_Description of the task_
Where the string "events" occurs in a line of the entries below, copy that line.

Records contained in a dataset:

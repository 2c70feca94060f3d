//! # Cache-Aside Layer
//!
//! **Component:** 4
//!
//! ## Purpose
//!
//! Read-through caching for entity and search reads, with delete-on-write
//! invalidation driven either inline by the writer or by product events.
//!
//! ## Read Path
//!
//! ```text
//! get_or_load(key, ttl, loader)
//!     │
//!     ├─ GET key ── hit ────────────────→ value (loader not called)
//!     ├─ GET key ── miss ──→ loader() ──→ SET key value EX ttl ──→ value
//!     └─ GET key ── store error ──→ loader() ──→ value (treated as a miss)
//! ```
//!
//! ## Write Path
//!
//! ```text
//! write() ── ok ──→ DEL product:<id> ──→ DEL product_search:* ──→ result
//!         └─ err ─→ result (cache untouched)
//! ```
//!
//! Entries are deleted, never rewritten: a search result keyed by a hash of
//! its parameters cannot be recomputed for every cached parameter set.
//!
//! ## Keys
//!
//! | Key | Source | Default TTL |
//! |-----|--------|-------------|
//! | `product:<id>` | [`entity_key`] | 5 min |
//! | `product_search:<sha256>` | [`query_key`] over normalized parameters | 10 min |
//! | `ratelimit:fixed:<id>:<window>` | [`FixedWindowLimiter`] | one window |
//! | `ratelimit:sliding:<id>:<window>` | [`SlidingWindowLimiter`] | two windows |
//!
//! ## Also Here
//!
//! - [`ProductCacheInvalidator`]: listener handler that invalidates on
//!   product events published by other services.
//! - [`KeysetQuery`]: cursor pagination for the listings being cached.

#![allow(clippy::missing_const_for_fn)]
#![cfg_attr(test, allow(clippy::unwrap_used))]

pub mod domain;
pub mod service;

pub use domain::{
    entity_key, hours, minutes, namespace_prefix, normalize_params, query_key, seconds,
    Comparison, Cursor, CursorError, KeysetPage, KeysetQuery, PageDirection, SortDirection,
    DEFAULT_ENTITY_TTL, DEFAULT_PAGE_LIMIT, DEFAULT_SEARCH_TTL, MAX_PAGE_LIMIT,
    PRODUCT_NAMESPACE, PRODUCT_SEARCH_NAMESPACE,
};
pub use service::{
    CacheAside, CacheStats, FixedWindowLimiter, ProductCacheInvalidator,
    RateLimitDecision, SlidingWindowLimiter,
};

--

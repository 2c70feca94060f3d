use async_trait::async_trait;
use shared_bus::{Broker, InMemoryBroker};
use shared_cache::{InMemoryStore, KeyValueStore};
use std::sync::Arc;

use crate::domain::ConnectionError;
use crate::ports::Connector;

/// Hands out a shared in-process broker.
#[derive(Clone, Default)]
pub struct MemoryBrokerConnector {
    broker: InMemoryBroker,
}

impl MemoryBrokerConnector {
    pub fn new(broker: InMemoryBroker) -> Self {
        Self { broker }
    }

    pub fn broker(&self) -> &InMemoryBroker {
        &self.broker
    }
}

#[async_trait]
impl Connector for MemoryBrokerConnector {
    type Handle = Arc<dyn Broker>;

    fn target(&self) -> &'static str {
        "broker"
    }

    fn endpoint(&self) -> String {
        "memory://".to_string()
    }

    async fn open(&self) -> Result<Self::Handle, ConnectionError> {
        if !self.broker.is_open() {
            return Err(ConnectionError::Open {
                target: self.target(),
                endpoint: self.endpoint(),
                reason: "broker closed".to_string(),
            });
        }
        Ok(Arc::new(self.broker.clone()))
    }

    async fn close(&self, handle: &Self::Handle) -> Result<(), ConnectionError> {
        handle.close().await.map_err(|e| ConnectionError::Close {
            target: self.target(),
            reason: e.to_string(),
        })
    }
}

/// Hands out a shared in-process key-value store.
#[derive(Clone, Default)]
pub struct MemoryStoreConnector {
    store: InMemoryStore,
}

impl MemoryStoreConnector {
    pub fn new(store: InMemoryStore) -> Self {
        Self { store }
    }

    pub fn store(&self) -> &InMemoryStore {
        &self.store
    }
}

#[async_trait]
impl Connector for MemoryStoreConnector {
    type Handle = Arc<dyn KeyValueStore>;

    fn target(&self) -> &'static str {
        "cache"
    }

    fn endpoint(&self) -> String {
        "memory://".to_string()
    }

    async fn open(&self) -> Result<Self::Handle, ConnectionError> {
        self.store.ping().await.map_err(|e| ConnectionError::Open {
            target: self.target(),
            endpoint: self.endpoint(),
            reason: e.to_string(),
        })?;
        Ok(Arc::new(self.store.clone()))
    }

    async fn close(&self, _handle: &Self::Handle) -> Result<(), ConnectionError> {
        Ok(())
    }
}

_Worked solution_
//! invalidation driven either inline by the writer or by product events.
//!   product events published by other services.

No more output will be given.